§ **REQUIRED ACTION**: Restating the data word for word is all that is required.

§ **SOURCE DATA**:

// Copyright 2025 Modalith (https://github.com/modalith)
//
// This program is free software: you can redistribute it and/or modify
// it under the terms of the GNU Affero General Public License as published by
// the Free Software Foundation, either version 3 of the License, or
// (at your option) any later version.
//
// This program is distributed in the hope that it will be useful,
// but WITHOUT ANY WARRANTY; without even the implied warranty of
// MERCHANTABILITY or FITNESS FOR A PARTICULAR PURPOSE. See the
// GNU Affero General Public License for more details.
//
// You should have received a copy of the GNU Affero General Public License
// along with this program. If not, see <https://www.gnu.org/licenses/>.

//! Server configuration, loaded once from the environment at startup.

use std::net::SocketAddr;
use std::path::PathBuf;

use anyhow::Result;
use modalith_edge::{AdaptiveBatchPolicy, BackpressurePolicy};

fn env_string(name: &str, default: &str) -> String {
    std::env::var(name)
        .ok()
        .map(|raw| raw.trim().to_string())
        .filter(|raw| !raw.is_empty())
        .unwrap_or_else(|| default.to_string())
}

fn env_opt(name: &str) -> Option<String> {
    std::env::var(name)
        .ok()
        .map(|raw| raw.trim().to_string())
        .filter(|raw| !raw.is_empty())
}

fn env_u64(name: &str, default: u64) -> u64 {
    std::env::var(name)
        .ok()
        .and_then(|raw| raw.trim().parse().ok())
        .unwrap_or(default)
}

fn env_u32(name: &str, default: u32) -> u32 {
    std::env::var(name)
        .ok()
        .and_then(|raw| raw.trim().parse().ok())
        .unwrap_or(default)
}

fn env_flag(name: &str, default: bool) -> bool {
    match std::env::var(name) {
        Ok(raw) => raw.trim() == "1",
        Err(_) => default,
    }
}

/// Edge gateway knobs, `EDGE_*` environment surface.
#[derive(Debug, Clone)]
pub struct EdgeGatewayConfig {
    pub buffer_dir: PathBuf,
    pub buffer_max_bytes: u64,
    pub buffer_ttl_seconds: u64,
    pub batch: AdaptiveBatchPolicy,
    pub backpressure: BackpressurePolicy,
    /// Root of the filesystem object store uploads land in.
    pub raw_root: PathBuf,
    pub max_raw_bytes: u64,
    pub force_buffer: bool,
}

impl EdgeGatewayConfig {
    fn from_env(graph_root: &std::path::Path) -> Self {
        let buffer_dir = env_opt("EDGE_BUFFER_DIR")
            .map(PathBuf::from)
            .unwrap_or_else(|| std::env::temp_dir().join("modalith_edge_buffer"));
        let raw_root = env_opt("EDGE_RAW_ROOT")
            .map(PathBuf::from)
            .unwrap_or_else(|| graph_root.join("raw"));
        Self {
            buffer_dir,
            buffer_max_bytes: env_u64("EDGE_BUFFER_MAX_BYTES", 2 * 1024 * 1024 * 1024),
            buffer_ttl_seconds: env_u64("EDGE_BUFFER_TTL_SECONDS", 86_400),
            batch: AdaptiveBatchPolicy {
                min_batch: env_u32("EDGE_BATCH_MIN", 1),
                max_batch: env_u32("EDGE_BATCH_MAX", 50),
                low_watermark: env_u64("EDGE_BACKLOG_LOW", 10),
                high_watermark: env_u64("EDGE_BACKLOG_HIGH", 100),
                min_delay_ms: env_u64("EDGE_BATCH_DELAY_MIN_MS", 0),
                max_delay_ms: env_u64("EDGE_BATCH_DELAY_MAX_MS", 2000),
            },
            backpressure: BackpressurePolicy {
                max_backlog: env_u64("EDGE_BACKPRESSURE_MAX", 1000),
                hard_limit: env_u64("EDGE_BACKPRESSURE_HARD", 2000),
            },
            raw_root,
            max_raw_bytes: env_u64("MAX_RAW_BYTES", 500_000_000),
            force_buffer: env_flag("EDGE_FORCE_BUFFER", false),
        }
    }
}

#[derive(Debug, Clone)]
pub struct ServerConfig {
    pub listen_addr: String,
    pub env: String,
    pub version: String,
    pub commit: String,
    /// Root of the snapshot/control tree on the local filesystem.
    pub graph_root: PathBuf,
    pub snapshot_uri: String,
    pub healthcheck_path: PathBuf,
    pub snapshot_cache_dir: PathBuf,
    /// Static operator key; matches grant admin.
    pub query_api_key: Option<String>,
    pub api_key_salt: String,
    pub rbac_enforce: bool,
    pub rbac_default_role: String,
    pub abac_enforce: bool,
    pub abac_default_allow: bool,
    pub metering_enabled: bool,
    pub cors_origins: Vec<String>,
    pub edge: EdgeGatewayConfig,
}

impl ServerConfig {
    pub fn from_env() -> Self {
        let env = env_string("ENV", "dev").to_ascii_lowercase();
        let graph_root = env_opt("GRAPH_ROOT")
            .map(PathBuf::from)
            .or_else(|| {
                let bucket = env_opt("GRAPH_BUCKET")?;
                let prefix = env_opt("GRAPH_PREFIX")?;
                Some(PathBuf::from(bucket).join(prefix))
            })
            .unwrap_or_else(|| PathBuf::from("./modalith-data"));
        let snapshot_uri = env_opt("SNAPSHOT_URI").unwrap_or_else(|| {
            graph_root
                .join("snapshots/modalith.db")
                .display()
                .to_string()
        });
        let healthcheck_path = env_opt("SNAPSHOT_HEALTHCHECK_PATH")
            .map(PathBuf::from)
            .unwrap_or_else(|| graph_root.join("healthcheck.db"));
        let snapshot_cache_dir = env_opt("SNAPSHOT_CACHE_DIR")
            .map(PathBuf::from)
            .unwrap_or_else(|| std::env::temp_dir().join("modalith-snapshots"));
        let cors_origins = env_string("CORS_ALLOW_ORIGINS", "")
            .split(',')
            .map(|origin| origin.trim().to_string())
            .filter(|origin| !origin.is_empty())
            .collect();
        Self {
            listen_addr: env_string("MODALITH_HTTP_ADDR", "127.0.0.1:8080"),
            env: env.clone(),
            version: env_string("MODALITH_VERSION", "dev"),
            commit: env_string("GIT_COMMIT", "unknown"),
            edge: EdgeGatewayConfig::from_env(&graph_root),
            graph_root,
            snapshot_uri,
            healthcheck_path,
            snapshot_cache_dir,
            query_api_key: env_opt("QUERY_API_KEY"),
            api_key_salt: env_string("API_KEY_SALT", ""),
            rbac_enforce: env_flag("RBAC_ENFORCE", false),
            rbac_default_role: env_string("RBAC_DEFAULT_ROLE", "reader"),
            abac_enforce: env_flag("ABAC_ENFORCE", false),
            abac_default_allow: env_flag("ABAC_DEFAULT_ALLOW", true),
            metering_enabled: env_flag("METERING_ENABLED", false),
            cors_origins,
        }
    }

    /// Credentials are mandatory outside dev-like environments.
    pub fn auth_required(&self) -> bool {
        !matches!(self.env.as_str(), "dev" | "local" | "test")
    }

    /// Allow-all CORS is a dev-environment default only.
    pub fn cors_allow_all(&self) -> bool {
        self.cors_origins.is_empty() && !self.auth_required()
    }

    pub fn socket_addr(&self) -> Result<SocketAddr> {
        Ok(self.listen_addr.parse()?)
    }

    pub fn validate(&self) -> Result<()> {
        self.socket_addr()?;
        std::fs::create_dir_all(&self.graph_root)?;
        Ok(())
    }
}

§ **WRITTEN SOLUTION**:
// Copyright 2025 Modalith (https://github.com/modalith)
//
// This program is free software: you can redistribute it and/or modify
// it under the terms of the GNU Affero General Public License as published by
// the Free Software Foundation, either version 3 of the License, or
// (at your option) any later version.
//
// This program is distributed in the hope that it will be useful,
// but WITHOUT ANY WARRANTY; without even the implied warranty of
// MERCHANTABILITY or FITNESS FOR A PARTICULAR PURPOSE. See the
// GNU Affero General Public License for more details.
//
// You should have received a copy of the GNU Affero General Public License
// along with this program. If not, see <https://www.gnu.org/licenses/>.

//! Server configuration, loaded once from the environment at startup.

use std::net::SocketAddr;
use std::path::PathBuf;

use anyhow::Result;
use modalith_edge::{AdaptiveBatchPolicy, BackpressurePolicy};

fn env_string(name: &str, default: &str) -> String {
    std::env::var(name)
        .ok()
        .map(|raw| raw.trim().to_string())
        .filter(|raw| !raw.is_empty())
        .unwrap_or_else(|| default.to_string())
}

fn env_opt(name: &str) -> Option<String> {
    std::env::var(name)
        .ok()
        .map(|raw| raw.trim().to_string())
        .filter(|raw| !raw.is_empty())
}

fn env_u64(name: &str, default: u64) -> u64 {
    std::env::var(name)
        .ok()
        .and_then(|raw| raw.trim().parse().ok())
        .unwrap_or(default)
}

fn env_u32(name: &str, default: u32) -> u32 {
    std::env::var(name)
        .ok()
        .and_then(|raw| raw.trim().parse().ok())
        .unwrap_or(default)
}

fn env_flag(name: &str, default: bool) -> bool {
    match std::env::var(name) {
        Ok(raw) => raw.trim() == "1",
        Err(_) => default,
    }
}

/// Edge gateway knobs, `EDGE_*` environment surface.
#[derive(Debug, Clone)]
pub struct EdgeGatewayConfig {
    pub buffer_dir: PathBuf,
    pub buffer_max_bytes: u64,
    pub buffer_ttl_seconds: u64,
    pub batch: AdaptiveBatchPolicy,
    pub backpressure: BackpressurePolicy,
    /// Root of the filesystem object store uploads land in.
    pub raw_root: PathBuf,
    pub max_raw_bytes: u64,
    pub force_buffer: bool,
}

impl EdgeGatewayConfig {
    fn from_env(graph_root: &std::path::Path) -> Self {
        let buffer_dir = env_opt("EDGE_BUFFER_DIR")
            .map(PathBuf::from)
            .unwrap_or_else(|| std::env::temp_dir().join("modalith_edge_buffer"));
        let raw_root = env_opt("EDGE_RAW_ROOT")
            .map(PathBuf::from)
            .unwrap_or_else(|| graph_root.join("raw"));
        Self {
            buffer_dir,
            buffer_max_bytes: env_u64("EDGE_BUFFER_MAX_BYTES", 2 * 1024 * 1024 * 1024),
            buffer_ttl_seconds: env_u64("EDGE_BUFFER_TTL_SECONDS", 86_400),
            batch: AdaptiveBatchPolicy {
                min_batch: env_u32("EDGE_BATCH_MIN", 1),
                max_batch: env_u32("EDGE_BATCH_MAX", 50),
                low_watermark: env_u64("EDGE_BACKLOG_LOW", 10),
                high_watermark: env_u64("EDGE_BACKLOG_HIGH", 100),
                min_delay_ms: env_u64("EDGE_BATCH_DELAY_MIN_MS", 0),
                max_delay_ms: env_u64("EDGE_BATCH_DELAY_MAX_MS", 2000),
            },
            backpressure: BackpressurePolicy {
                max_backlog: env_u64("EDGE_BACKPRESSURE_MAX", 1000),
                hard_limit: env_u64("EDGE_BACKPRESSURE_HARD", 2000),
            },
            raw_root,
            max_raw_bytes: env_u64("MAX_RAW_BYTES", 500_000_000),
            force_buffer: env_flag("EDGE_FORCE_BUFFER", false),
        }
    }
}

#[derive(Debug, Clone)]
pub struct ServerConfig {
    pub listen_addr: String,
    pub env: String,
    pub version: String,
    pub commit: String,
    /// Root of the snapshot/control tree on the local filesystem.
    pub graph_root: PathBuf,
    pub snapshot_uri: String,
    pub healthcheck_path: PathBuf,
    pub snapshot_cache_dir: PathBuf,
    /// Static operator key; matches grant admin.
    pub query_api_key: Option<String>,
    pub api_key_salt: String,
    pub rbac_enforce: bool,
    pub rbac_default_role: String,
    pub abac_enforce: bool,
    pub abac_default_allow: bool,
    pub metering_enabled: bool,
    pub cors_origins: Vec<String>,
    pub edge: EdgeGatewayConfig,
}

impl ServerConfig {
    pub fn from_env() -> Self {
        let env = env_string("ENV", "dev").to_ascii_lowercase();
        let graph_root = env_opt("GRAPH_ROOT")
            .map(PathBuf::from)
            .or_else(|| {
                let bucket = env_opt("GRAPH_BUCKET")?;
                let prefix = env_opt("GRAPH_PREFIX")?;
                Some(PathBuf::from(bucket).join(prefix))
            })
            .unwrap_or_else(|| PathBuf::from("./modalith-data"));
        let snapshot_uri = env_opt("SNAPSHOT_URI").unwrap_or_else(|| {
            graph_root
                .join("snapshots/modalith.db")
                .display()
                .to_string()
        });
        let healthcheck_path = env_opt("SNAPSHOT_HEALTHCHECK_PATH")
            .map(PathBuf::from)
            .unwrap_or_else(|| graph_root.join("healthcheck.db"));
        let snapshot_cache_dir = env_opt("SNAPSHOT_CACHE_DIR")
            .map(PathBuf::from)
            .unwrap_or_else(|| std::env::temp_dir().join("modalith-snapshots"));
        let cors_origins = env_string("CORS_ALLOW_ORIGINS", "")
            .split(',')
            .map(|origin| origin.trim().to_string())
            .filter(|origin| !origin.is_empty())
            .collect();
        Self {
            listen_addr: env_string("MODALITH_HTTP_ADDR", "127.0.0.1:8080"),
            env: env.clone(),
            version: env_string("MODALITH_VERSION", "dev"),
            commit: env_string("GIT_COMMIT", "unknown"),
            edge: EdgeGatewayConfig::from_env(&graph_root),
            graph_root,
            snapshot_uri,
            healthcheck_path,
            snapshot_cache_dir,
            query_api_key: env_opt("QUERY_API_KEY"),
            api_key_salt: env_string("API_KEY_SALT", ""),
            rbac_enforce: env_flag("RBAC_ENFORCE", false),
            rbac_default_role: env_string("RBAC_DEFAULT_ROLE", "reader"),
            abac_enforce: env_flag("ABAC_ENFORCE", false),
            abac_default_allow: env_flag("ABAC_DEFAULT_ALLOW", true),
            metering_enabled: env_flag("METERING_ENABLED", false),
            cors_origins,
        }
    }

    /// Credentials are mandatory outside dev-like environments.
    pub fn auth_required(&self) -> bool {
        !matches!(self.env.as_str(), "dev" | "local" | "test")
    }

    /// Allow-all CORS is a dev-environment default only.
    pub fn cors_allow_all(&self) -> bool {
        self.cors_origins.is_empty() && !self.auth_required()
    }

    pub fn socket_addr(&self) -> Result<SocketAddr> {
        Ok(self.listen_addr.parse()?)
    }

    pub fn validate(&self) -> Result<()> {
        self.socket_addr()?;
        std::fs::create_dir_all(&self.graph_root)?;
        Ok(())
    }
}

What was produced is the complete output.